Днем в техпарке много всякого народу и разной технической суеты. Грохот железа, шум моторов, перекличка матом и без мата. Но в пять часов парк закрывается, и войти сюда можно только в присутствии разводящего или начальника караула. Разводящим нынче я поставил сержанта Лапина, а начальником – нашего взводного Лунина, потому что подошла их очередь, а в этом деле я как ротный писарь строг и справедлив.
К шести смеркается, бледно вспыхивают фонари внешнего периметра. Для меня это сигнал спускаться с вышки, что я и делаю с огромным удовольствием. Приседаю и машу руками влево-вправо, разгоняю кровь, поддергиваю плечом ремень автомата и медленно шагаю между боксов к противопожарному ящику с песком, где посланный мною салага должен был в сончас запрятать для меня сигареты и спички. Перед караулом нам положен сон после обеда, но старики не спят, им западло, а с ними не спит и вся рота. Шарю в песке – сигареты и спички на месте. Прикуриваю в рукаве шинели, спрятав голову под крышку ящика, затягиваюсь и стараюсь подольше, насколько хватает терпения, дым не выдыхать, иначе его видно даже в темноте, а так он почти полностью уходит в легкие. Наверно, это вредно. Ну и черт с ним.
Огибаю бокс и выхожу в другую линию. Свет от казармы за забором прямо мне в лицо, и хорошо видна вся геометрия: плоские стены, карнизы, выступы дверных проемов, пятна навесных замков, вмурованные металлические плиты, по которым техника заезжает в боксы... Вертикальная полоска тени у двери шестого бокса чуть шире обычной – и нет пятна висячего замка. Подхожу ближе. Дверь не заперта, просто прикрыта, и замка в ушке нет. По уставу я обязан сообщить по телефону в караулку. Телефон висит под вышкой на столбе. Надо снять трубку, покрутить ручку индуктора, как в старом кино про войну, и сюда примчатся с разводящим бодрствующая смена, потом дежурный по полку, потом танкистское начальство (бокс-то танковый), и будет свистопляска до конца моей смены, ни покемарить мне тогда, ни покурить. Еще и наряд закатают: почему не проверил, когда пост принимал? Обязан был проверить все замки и пломбы. Да кто их проверяет, все торопятся смениться, иначе и за час не обернуться караулу. Решаю не звонить. Доложу при смене разводящему.
Тяну железную дверь на себя, она с натугой поддается. И вправду открыто. Затворяю потихоньку и топаю дальше. Хотел внутрь заглянуть, но что-то передумал.

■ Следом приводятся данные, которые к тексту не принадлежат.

//! The closed set of IR statements.

use std::borrow::Cow;

use crate::{
    block::{Block, BlockId},
    error::{TraceError, TypeError},
    ops::{BinaryOp, CondOp, UnaryOp},
    subroutine::Subroutine,
    trace::Tracer,
    types::{FunctionType, Mutability, Type},
    value::{Binding, Value},
};

/// Declares a statement variant.
macro_rules! stmt {
    (
        $(#[$meta:meta])*
        $vis:vis struct $name:ident {
            $(pub $field:ident: $ty:ty),* $(,)?
        }
    ) => {
        $(#[$meta])*
        #[derive(Clone, Debug, PartialEq)]
        $vis struct $name {
            $(pub $field: $ty),*
        }
    };
}

stmt! {
    /// `dst := src`
    pub struct Move {
        pub dst: Binding,
        pub src: Value,
    }
}

stmt! {
    /// `dst := op src`
    pub struct Unary {
        pub op: UnaryOp,
        pub dst: Binding,
        pub src: Value,
    }
}

stmt! {
    /// `dst := lhs op rhs`
    pub struct Binary {
        pub op: BinaryOp,
        pub dst: Binding,
        pub lhs: Value,
        pub rhs: Value,
    }
}

stmt! {
    /// Branches to `if_true` when `lhs op rhs` holds, otherwise to
    /// `if_false`.
    pub struct ConditionalJump {
        pub op: CondOp,
        pub lhs: Value,
        pub rhs: Value,
        pub if_true: BlockId,
        pub if_false: BlockId,
    }
}

stmt! {
    pub struct Goto {
        pub target: BlockId,
    }
}

stmt! {
    pub struct Return {
        pub value: Value,
    }
}

stmt! {
    /// Calls `func` and returns its result without growing the call
    /// stack.
    pub struct TailCall {
        pub func: Value,
        pub arg: Value,
    }
}

stmt! {
    /// `dst := func(arg)`
    pub struct Call {
        pub dst: Binding,
        pub func: Value,
        pub arg: Value,
    }
}

stmt! {
    /// `dst := &src`
    pub struct MakeRef {
        pub dst: Binding,
        pub src: Binding,
        pub mutability: Mutability,
    }
}

stmt! {
    /// `dst := *reference`
    pub struct LoadRef {
        pub dst: Binding,
        pub reference: Value,
    }
}

stmt! {
    /// `*reference := src`
    pub struct StoreRef {
        pub reference: Value,
        pub src: Value,
    }
}

macro_rules! enum_decl {
    (
        $(#[$meta:meta])*
        $vis:vis enum $name:ident {
            $(
                $(#[$variant_meta:meta])*
                $variant:ident($inner:ty)
            ),+ $(,)?
        }
    )=>{
        $(#[$meta])*
        #[derive(Clone, Debug, PartialEq)]
        $vis enum $name {
            $(
                $(#[$variant_meta])*
                $variant($inner)
            ),+
        }
        $(impl From<$inner> for $name {
            fn from(inner: $inner) -> Self {
                $name::$variant(inner)
            }
        })+
    };
}

enum_decl! {
    pub enum Statement {
        Move(Move),
        Unary(Unary),
        Binary(Binary),
        ConditionalJump(ConditionalJump),
        Goto(Goto),
        Return(Return),
        TailCall(TailCall),
        Call(Call),
        MakeRef(MakeRef),
        LoadRef(LoadRef),
        StoreRef(StoreRef),
    }
}

impl Statement {
    pub fn goto(target: BlockId) -> Self {
        Goto { target }.into()
    }

    pub fn ret(value: impl Into<Value>) -> Self {
        Return {
            value: value.into(),
        }
        .into()
    }

    pub fn mov(dst: Binding, src: impl Into<Value>) -> Self {
        Move {
            dst,
            src: src.into(),
        }
        .into()
    }

    /// Reports whether the statement, given identical inputs, produces
    /// identical outputs and no observable side effect.
    ///
    /// A `Move` is pure only when it defines an immutable binding; moves
    /// into mutable or parameter bindings are stores.
    pub fn is_pure(&self) -> bool {
        match self {
            Self::Move(s) => s.dst.is_immutable(),
            Self::Unary(_)
            | Self::Binary(_)
            | Self::ConditionalJump(_)
            | Self::Goto(_)
            | Self::MakeRef(_) => true,
            Self::LoadRef(s) => matches!(
                s.reference.ty().as_reference(),
                Some((_, Mutability::Immutable))
            ),
            Self::Return(_) | Self::TailCall(_) | Self::Call(_) | Self::StoreRef(_) => false,
        }
    }

    /// Reports whether the statement ends a block.
    pub fn is_control_transfer(&self) -> bool {
        matches!(
            self,
            Self::ConditionalJump(_) | Self::Goto(_) | Self::Return(_) | Self::TailCall(_)
        )
    }

    /// Reports whether the statement leaves the subroutine with a value.
    pub fn is_yield(&self) -> bool {
        matches!(self, Self::Return(_) | Self::TailCall(_))
    }

    /// The binding this statement writes, if any.
    pub fn result_register(&self) -> Option<&Binding> {
        match self {
            Self::Move(Move { dst, .. })
            | Self::Unary(Unary { dst, .. })
            | Self::Binary(Binary { dst, .. })
            | Self::Call(Call { dst, .. })
            | Self::MakeRef(MakeRef { dst, .. })
            | Self::LoadRef(LoadRef { dst, .. }) => Some(dst),
            Self::ConditionalJump(_)
            | Self::Goto(_)
            | Self::Return(_)
            | Self::TailCall(_)
            | Self::StoreRef(_) => None,
        }
    }

    /// The blocks this statement may transfer control to, in order.
    pub fn targets(&self) -> impl DoubleEndedIterator<Item = BlockId> {
        let (first, second) = match self {
            Self::ConditionalJump(s) => (Some(s.if_true), Some(s.if_false)),
            Self::Goto(s) => (Some(s.target), None),
            _ => (None, None),
        };
        first.into_iter().chain(second)
    }

    /// Visits every binding the statement reads.
    ///
    /// Taking a reference counts as a read of the referenced slot.
    pub fn for_each_read(&self, f: &mut impl FnMut(&Binding)) {
        match self {
            Self::Move(s) => s.src.for_each_binding(f),
            Self::Unary(s) => s.src.for_each_binding(f),
            Self::Binary(s) => {
                s.lhs.for_each_binding(f);
                s.rhs.for_each_binding(f);
            }
            Self::ConditionalJump(s) => {
                s.lhs.for_each_binding(f);
                s.rhs.for_each_binding(f);
            }
            Self::Goto(_) => {}
            Self::Return(s) => s.value.for_each_binding(f),
            Self::TailCall(TailCall { func, arg }) | Self::Call(Call { func, arg, .. }) => {
                func.for_each_binding(f);
                arg.for_each_binding(f);
            }
            Self::MakeRef(s) => f(&s.src),
            Self::LoadRef(s) => s.reference.for_each_binding(f),
            Self::StoreRef(s) => {
                s.reference.for_each_binding(f);
                s.src.for_each_binding(f);
            }
        }
    }

    /// Reports whether the statement reads `binding`.
    pub fn reads(&self, binding: &Binding) -> bool {
        let mut found = false;
        self.for_each_read(&mut |b| found |= b == binding);
        found
    }

    /// Records the statement's reads and writes with `tracer` and queues
    /// any blocks it transfers control to.
    pub(crate) fn reach_block(
        &self,
        tracer: &mut Tracer<'_>,
        block: &Block,
    ) -> Result<(), TraceError> {
        let mut unwritten = None;
        self.for_each_read(&mut |b| {
            if !tracer.read(b) && unwritten.is_none() {
                unwritten = Some(b.name().clone());
            }
        });
        if let Some(binding) = unwritten {
            return Err(TraceError::UnwrittenRead {
                binding,
                block: block.name().clone(),
            });
        }
        if let Some(dst) = self.result_register() {
            tracer.write(dst);
        }
        tracer.reach(self.targets());
        Ok(())
    }

    /// Replaces every substitutable read of `binding` with
    /// `replacement`.
    pub fn replace_read(&self, binding: &Binding, replacement: &Value) -> Cow<'_, Statement> {
        self.rewrite_reads(&mut |b| (b == binding).then(|| replacement.clone()))
    }

    /// Rewrites every substitutable read for which `f` returns a value.
    ///
    /// Returns [`Cow::Borrowed`] when nothing was replaced. The slot named
    /// by `MakeRef` and the reference operand of `LoadRef` and `StoreRef`
    /// are never rewritten since they identify storage rather than carry
    /// a value.
    pub fn rewrite_reads(
        &self,
        f: &mut impl FnMut(&Binding) -> Option<Value>,
    ) -> Cow<'_, Statement> {
        let stmt: Statement = match self {
            Self::Move(s) => match s.src.rewrite(f) {
                Some(src) => Move {
                    dst: s.dst.clone(),
                    src,
                }
                .into(),
                None => return Cow::Borrowed(self),
            },
            Self::Unary(s) => match s.src.rewrite(f) {
                Some(src) => Unary {
                    op: s.op,
                    dst: s.dst.clone(),
                    src,
                }
                .into(),
                None => return Cow::Borrowed(self),
            },
            Self::Binary(s) => match rewrite_pair(&s.lhs, &s.rhs, f) {
                Some((lhs, rhs)) => Binary {
                    op: s.op,
                    dst: s.dst.clone(),
                    lhs,
                    rhs,
                }
                .into(),
                None => return Cow::Borrowed(self),
            },
            Self::ConditionalJump(s) => match rewrite_pair(&s.lhs, &s.rhs, f) {
                Some((lhs, rhs)) => ConditionalJump {
                    op: s.op,
                    lhs,
                    rhs,
                    if_true: s.if_true,
                    if_false: s.if_false,
                }
                .into(),
                None => return Cow::Borrowed(self),
            },
            Self::Return(s) => match s.value.rewrite(f) {
                Some(value) => Return { value }.into(),
                None => return Cow::Borrowed(self),
            },
            Self::TailCall(s) => match rewrite_pair(&s.func, &s.arg, f) {
                Some((func, arg)) => TailCall { func, arg }.into(),
                None => return Cow::Borrowed(self),
            },
            Self::Call(s) => match rewrite_pair(&s.func, &s.arg, f) {
                Some((func, arg)) => Call {
                    dst: s.dst.clone(),
                    func,
                    arg,
                }
                .into(),
                None => return Cow::Borrowed(self),
            },
            Self::StoreRef(s) => match s.src.rewrite(f) {
                Some(src) => StoreRef {
                    reference: s.reference.clone(),
                    src,
                }
                .into(),
                None => return Cow::Borrowed(self),
            },
            Self::Goto(_) | Self::MakeRef(_) | Self::LoadRef(_) => return Cow::Borrowed(self),
        };
        Cow::Owned(stmt)
    }

    /// Checks operand and result types within `sub`.
    pub fn validate_type(&self, sub: &Subroutine) -> Result<(), TypeError> {
        let ctx = || self.display(sub).to_string();
        let expect = |expected: &Type, actual: &Type| {
            if expected.is_equivalent(actual) {
                Ok(())
            } else {
                Err(TypeError::mismatch(expected, actual, ctx()))
            }
        };
        match self {
            Self::Move(s) => expect(s.dst.ty(), &s.src.ty()),
            Self::Unary(s) => {
                let (out, src) = s.op.signature();
                expect(&src, &s.src.ty())?;
                expect(&out, s.dst.ty())
            }
            Self::Binary(s) => {
                let (out, lhs, rhs) = s.op.signature();
                expect(&lhs, &s.lhs.ty())?;
                expect(&rhs, &s.rhs.ty())?;
                expect(&out, s.dst.ty())
            }
            Self::ConditionalJump(s) => {
                let (lhs, rhs) = s.op.signature();
                expect(&lhs, &s.lhs.ty())?;
                expect(&rhs, &s.rhs.ty())?;
                check_target(sub, s.if_true)?;
                check_target(sub, s.if_false)
            }
            Self::Goto(s) => check_target(sub, s.target),
            Self::Return(s) => expect(&sub.ty().output, &s.value.ty()),
            Self::TailCall(s) => {
                let func = callee_type(&s.func, &ctx)?;
                let arg = s.arg.ty();
                if !func.input.is_assignable_from(&arg) {
                    return Err(TypeError::mismatch(&func.input, &arg, ctx()));
                }
                // The callee's result becomes ours unchanged.
                expect(&sub.ty().output, &func.output)
            }
            Self::Call(s) => {
                let func = callee_type(&s.func, &ctx)?;
                let arg = s.arg.ty();
                if !func.input.is_assignable_from(&arg) {
                    return Err(TypeError::mismatch(&func.input, &arg, ctx()));
                }
                if !s.dst.ty().is_assignable_from(&func.output) {
                    return Err(TypeError::mismatch(s.dst.ty(), &func.output, ctx()));
                }
                Ok(())
            }
            Self::MakeRef(s) => {
                if s.mutability.is_mutable() && !s.src.is_mutable() {
                    return Err(TypeError::ImmutableBorrow(ctx()));
                }
                let want = Type::reference(s.src.ty().clone(), s.mutability);
                expect(&want, s.dst.ty())
            }
            Self::LoadRef(s) => {
                let ty = s.reference.ty();
                let (referent, _) = ty.as_reference().ok_or_else(|| TypeError::NotAReference {
                    actual: ty.clone(),
                    context: ctx(),
                })?;
                expect(referent, s.dst.ty())
            }
            Self::StoreRef(s) => {
                let ty = s.reference.ty();
                let (referent, mutability) =
                    ty.as_reference().ok_or_else(|| TypeError::NotAReference {
                        actual: ty.clone(),
                        context: ctx(),
                    })?;
                if !mutability.is_mutable() {
                    return Err(TypeError::ImmutableStore(ctx()));
                }
                expect(referent, &s.src.ty())
            }
        }
    }
}

/// The rewritten statement, if a rewrite happened.
pub(crate) fn owned<T: Clone>(cow: Cow<'_, T>) -> Option<T> {
    match cow {
        Cow::Owned(t) => Some(t),
        Cow::Borrowed(_) => None,
    }
}

fn rewrite_pair(
    a: &Value,
    b: &Value,
    f: &mut impl FnMut(&Binding) -> Option<Value>,
) -> Option<(Value, Value)> {
    match (a.rewrite(f), b.rewrite(f)) {
        (None, None) => None,
        (a2, b2) => Some((a2.unwrap_or_else(|| a.clone()), b2.unwrap_or_else(|| b.clone()))),
    }
}

fn check_target(sub: &Subroutine, target: BlockId) -> Result<(), TypeError> {
    if sub.block(target).is_some() {
        Ok(())
    } else {
        Err(TypeError::UnknownBlock(target))
    }
}

fn callee_type(func: &Value, ctx: impl Fn() -> String) -> Result<FunctionType, TypeError> {
    match func.ty() {
        Type::Function(f) => Ok(*f),
        actual => Err(TypeError::NotAFunction {
            actual,
            context: ctx(),
        }),
    }
}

В роте охранной я тогда прямо сказал старикам: не перестанете над нами издеваться – придем с постов однажды ночью и всех перестреляем. И постреляли бы, настолько нас задрючили. Сейчас – не знаю. Может, нас и надо было дрючить. Я в карантине поначалу на перекладине шесть раз подтянулся, а надо было десять. Через две недели я подтягивался аж двенадцать, притом на два последних маха еще и орал: «За нашу советскую Родину!» Первый раз бежал по боевой тревоге на свой пост, а это километра полтора. По расчету боевому вдвоем с другим салагой несли ящик с боеприпасами. Скоба у ящика железная и тонкая, изрезала все пальцы в кровь. Я плакал и стонал, что не могу. Меня пинали сапогами, я поднимался и бежал. И добежал, мы уложились в норматив, а после я придумал, как этот ящик долбаный сподручнее нести. И пресс брюшной мне набивали кулаком после отбоя, и отжимался я от пола до мышечных судорог. В итоге быстро накачался – и стариковский кулак отлетал от меня, как от стенки. Но с зубной щеткой и сортиром я не дался. И с тумбочкой тоже, и с присягой в бане. Потом договорились по понятиям. А здесь, в полку, рассказывал Колесников, во все дыры сношали полгода, пока не прибыли новые салаги. Прежние салаги стали молодыми, молодые – кандидатами, кандидаты – стариками и дружно принялись сношать новых салаг. Такой вот круговорот армейской природы – жестокий, но не бессмысленный. Правда, это я сейчас так думаю, за два месяца до собственного дембеля, а раньше думал по-другому. Особенно когда в обнимку с ящиком валялся весь в слезах, крови и грязи, и меня пинали сапогами те, кому до дембеля осталось две недели.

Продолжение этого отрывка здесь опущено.